What you need to do – Whenever the word "ScenarioConfig" appears in a line of the data below, copy that line.
[Records for the exercise — start]
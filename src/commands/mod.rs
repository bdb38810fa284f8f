pub mod analyze;
pub mod init;
pub mod simulate;
pub mod sweep;

use std::path::Path;

use anyhow::Result;

use crate::catalog::{load_catalog, Catalog};
use crate::config::{load_scenario, ScenarioConfig};

/// Load everything a command needs before it computes. `load_scenario`
/// already validates the scenario; only the catalog cross-check remains.
pub(crate) fn load_inputs(scenario_path: &Path, data_dir: &Path) -> Result<(Catalog, ScenarioConfig)> {
    let catalog = load_catalog(data_dir)?;
    let scenario = load_scenario(scenario_path)?;
    catalog.industry(&scenario.industry)?;
    Ok((catalog, scenario))
}
//! Compliance scoring: how well a vendor's capabilities cover a framework's
//! controls, weighted by control tier.

use serde::{Deserialize, Serialize};

use crate::catalog::{Catalog, ComplianceFramework, Control, IndustryProfile, Vendor};
use crate::errors::Result;

use super::{weighted_score, WeightedEntry};

#[derive(Debug, Clone, Serialize, Deserialize)]
pub struct FrameworkScore {
    pub framework_id: String,
    pub framework_name: String,
    pub score: f64,
}

#[derive(Debug, Clone, Serialize, Deserialize)]
pub struct ComplianceSummary {
    pub by_framework: Vec<FrameworkScore>,
    /// Mean framework score; absent when the industry lists no frameworks.
    pub average: Option<f64>,
}

/// A control's support value: the mean support fraction of the capabilities
/// that implement it. A control with no mapped capabilities scores zero.
fn control_value(control: &Control, vendor: &Vendor) -> f64 {
    if control.capabilities.is_empty() {
        return 0.0;
    }
    let total: f64 = control
        .capabilities
        .iter()
        .map(|cap| vendor.capability_support(cap).fraction())
        .sum();
    total / control.capabilities.len() as f64
}

pub fn framework_score(framework: &ComplianceFramework, vendor: &Vendor) -> Result<f64> {
    weighted_score(
        framework
            .controls
            .iter()
            .map(|c| WeightedEntry::new(c.tier.weight(), control_value(c, vendor))),
        &format!("compliance ({})", framework.id),
    )
}

/// Score a vendor against every framework the industry answers to.
pub fn industry_compliance(
    catalog: &Catalog,
    industry: &IndustryProfile,
    vendor: &Vendor,
) -> Result<ComplianceSummary> {
    let mut by_framework = Vec::with_capacity(industry.frameworks.len());
    for framework_id in &industry.frameworks {
        let framework = catalog.framework(framework_id)?;
        by_framework.push(FrameworkScore {
            framework_id: framework.id.clone(),
            framework_name: framework.name.clone(),
            score: framework_score(framework, vendor)?,
        });
    }

    let average = if by_framework.is_empty() {
        None
    } else {
        Some(by_framework.iter().map(|f| f.score).sum::<f64>() / by_framework.len() as f64)
    };

    Ok(ComplianceSummary {
        by_framework,
        average,
    })
}
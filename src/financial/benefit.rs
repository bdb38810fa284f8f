//! Per-year benefit streams: breach prevention, operational savings,
//! compliance savings and downtime reduction.
//!
//! Dollar figures come from the industry profile; probabilities and effort
//! figures from the scenario; mitigation fractions from the overridable
//! assumptions. The industry multipliers let a profile skew a category
//! without editing its base dollar amounts.

use serde::{Deserialize, Serialize};

use crate::catalog::IndustryProfile;
use crate::config::ScenarioConfig;

const WEEKS_PER_YEAR: f64 = 52.0;

#[derive(Debug, Clone, Serialize, Deserialize)]
pub struct YearBenefits {
    pub year: u32,
    pub breach_prevention: f64,
    pub operational: f64,
    pub compliance: f64,
    pub downtime: f64,
    pub total: f64,
}

#[derive(Debug, Clone, Serialize, Deserialize)]
pub struct BenefitBreakdown {
    pub breach_prevention: f64,
    pub operational: f64,
    pub compliance: f64,
    pub downtime: f64,
    pub total: f64,
}

/// Annual benefit by category; identical every year of the horizon.
pub fn annual_benefits(industry: &IndustryProfile, scenario: &ScenarioConfig) -> YearBenefits {
    let a = &scenario.assumptions;
    let m = &industry.multipliers;

    let breach_prevention = industry.avg_breach_cost
        * m.risk
        * (scenario.breach_risk_pct / 100.0)
        * a.breach_mitigation;

    let operational = scenario.admin_hours_per_week
        * WEEKS_PER_YEAR
        * a.admin_hourly_rate
        * a.admin_hour_reduction;

    let compliance = industry.violation_cost
        * m.compliance
        * (scenario.compliance_violation_risk_pct / 100.0)
        * a.compliance_mitigation;

    let downtime = scenario.downtime_cost_per_hour
        * a.annual_downtime_hours
        * a.downtime_reduction
        * m.downtime;

    YearBenefits {
        year: 0,
        breach_prevention,
        operational,
        compliance,
        downtime,
        total: breach_prevention + operational + compliance + downtime,
    }
}

pub fn benefit_stream(industry: &IndustryProfile, scenario: &ScenarioConfig) -> Vec<YearBenefits> {
    let annual = annual_benefits(industry, scenario);
    (1..=scenario.years)
        .map(|year| YearBenefits { year, ..annual.clone() })
        .collect()
}

pub fn breakdown(stream: &[YearBenefits]) -> BenefitBreakdown {
    let mut b = BenefitBreakdown {
        breach_prevention: 0.0,
        operational: 0.0,
        compliance: 0.0,
        downtime: 0.0,
        total: 0.0,
    };
    for year in stream {
        b.breach_prevention += year.breach_prevention;
        b.operational += year.operational;
        b.compliance += year.compliance;
        b.downtime += year.downtime;
        b.total += year.total;
    }
    b
}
[Records for the exercise — finish]
Problem solution –
use crate::config::{load_scenario, ScenarioConfig};
pub(crate) fn load_inputs(scenario_path: &Path, data_dir: &Path) -> Result<(Catalog, ScenarioConfig)> {
use crate::config::ScenarioConfig;
pub fn annual_benefits(industry: &IndustryProfile, scenario: &ScenarioConfig) -> YearBenefits {
pub fn benefit_stream(industry: &IndustryProfile, scenario: &ScenarioConfig) -> Vec<YearBenefits> {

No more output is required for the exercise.